I went to dads funeral on July 29th. I should have blogged about this sooner but I just didn't feel strong enough to blog it until now. My social worker took me back up to Leeds for dads funeral and we stayed overnight after but god it was emotional. My half-sister planned it with input from me and I decided to speak about my dad. It hurt so much to stand next to his coffin knowing he was in there and I'd never see him again. My half sister and I had decided that she'd stay in Leeds longer to collect dads ashes and she'd bring them down to Devon for us to scatter somewhere together. Isn't it weird 15 years old and have no parents. 15 years old and a mum.
The social worker, Zoey and I got to Leeds around midday and went to the flat I'd lived in with my dad. It was so odd to go into my home of like 10 years and it be empty. I just wandered round and showed Zoey all the rooms. My room, bathroom, living room, kitchen and dads room. I went and just sat in dads room on his bed. I lay down with Zoey breathing in the smell of my daddy. My big strong daddy who just broke down after mums death, who turned to drink. He wasn't a bad person like the social painted him to be. He was just really struggling and he couldn't get through without a drink in his hand from when he woke up to when he passed out. When I had Zoey I had to do what was best for her which is why I told the midwife about what was going on with dad. I do blame myself I feel that if I hadn't of said anything and I had gone home that dad would still be here but I know that's not true due to the damage he had inflicted on himself.
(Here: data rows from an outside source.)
//! Error types for stateful cache operations.

use crate::key::SessionKey;
use crate::lifecycle::{EntryState, Event, Phase};

/// Error type for stateful cache operations.
#[derive(Debug, thiserror::Error)]
pub enum Error {
    /// No such conversational instance, resident or passivated.
    #[error("Session not found: {0}")]
    NotFound(SessionKey),

    /// The session is already checked out by another caller.
    #[error("Session currently in use: {0}")]
    InUse(SessionKey),

    /// No resident slot could be freed for a create or activation.
    #[error("Cache capacity exhausted: {0}")]
    Capacity(String),

    /// Session state could not be encoded for passivation.
    #[error("Failed to serialize session {key}: {message}")]
    Serialization { key: SessionKey, message: String },

    /// Stored session state could not be decoded; the record has been discarded.
    #[error("Failed to deserialize session {key}: {message}")]
    Deserialization { key: SessionKey, message: String },

    /// A lifecycle hook failed; the session has been force-removed.
    #[error("Lifecycle hook {phase} failed for session {key}: {message}")]
    Lifecycle {
        key: SessionKey,
        phase: Phase,
        message: String,
    },

    /// A state change that the lifecycle does not allow.
    #[error("Illegal transition: {event} from {from}")]
    IllegalTransition { from: EntryState, event: Event },

    /// Error from the context store backend.
    #[error("Store error: {0}")]
    Store(#[from] StoreError),
}

/// Errors raised by [`StoreBackend`](crate::store::StoreBackend) implementations.
#[derive(Debug, thiserror::Error)]
pub enum StoreError {
    #[error("IO error: {0}")]
    Io(#[from] std::io::Error),

    #[error("Database error: {0}")]
    Database(#[from] rusqlite::Error),

    #[error("Invalid record name: {0}")]
    InvalidRecord(String),
}

impl Error {
    /// Whether the caller may reasonably retry the operation later.
    pub fn is_transient(&self) -> bool {
        matches!(self, Error::Capacity(_) | Error::InUse(_))
    }
}

/// Result type for stateful cache operations.
pub type Result<T> = std::result::Result<T, Error>;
I don't know how much time I spent in their with Zoey telling her about grandpa but eventually my half-sister knocked on the door to say that dads friends were arriving and I should come say hello and introduce Zoey to them. So I did I greeted everyone and I really did appreciate the offers of help and there condolences. This just continued until around 5 minutes before the hurst and cars arrived. Zoey was fastened in her car seat and so was my nephew and niece then me and my sister joined them in the car and off we went. I was so disconnected from the whole thing I sit and think about it now and wonder how the hell I got through it. Especially when I talked about dad.
The fun things we did the laughs we shared. How we had become closer after mums death and I spoke about dads dreams for me and the dreams he and my mum shared.
I remember the tears streaming down my face as I kissed dads coffin and said my final goodbye. I know the rest of the day was just a blur through all the crying I did.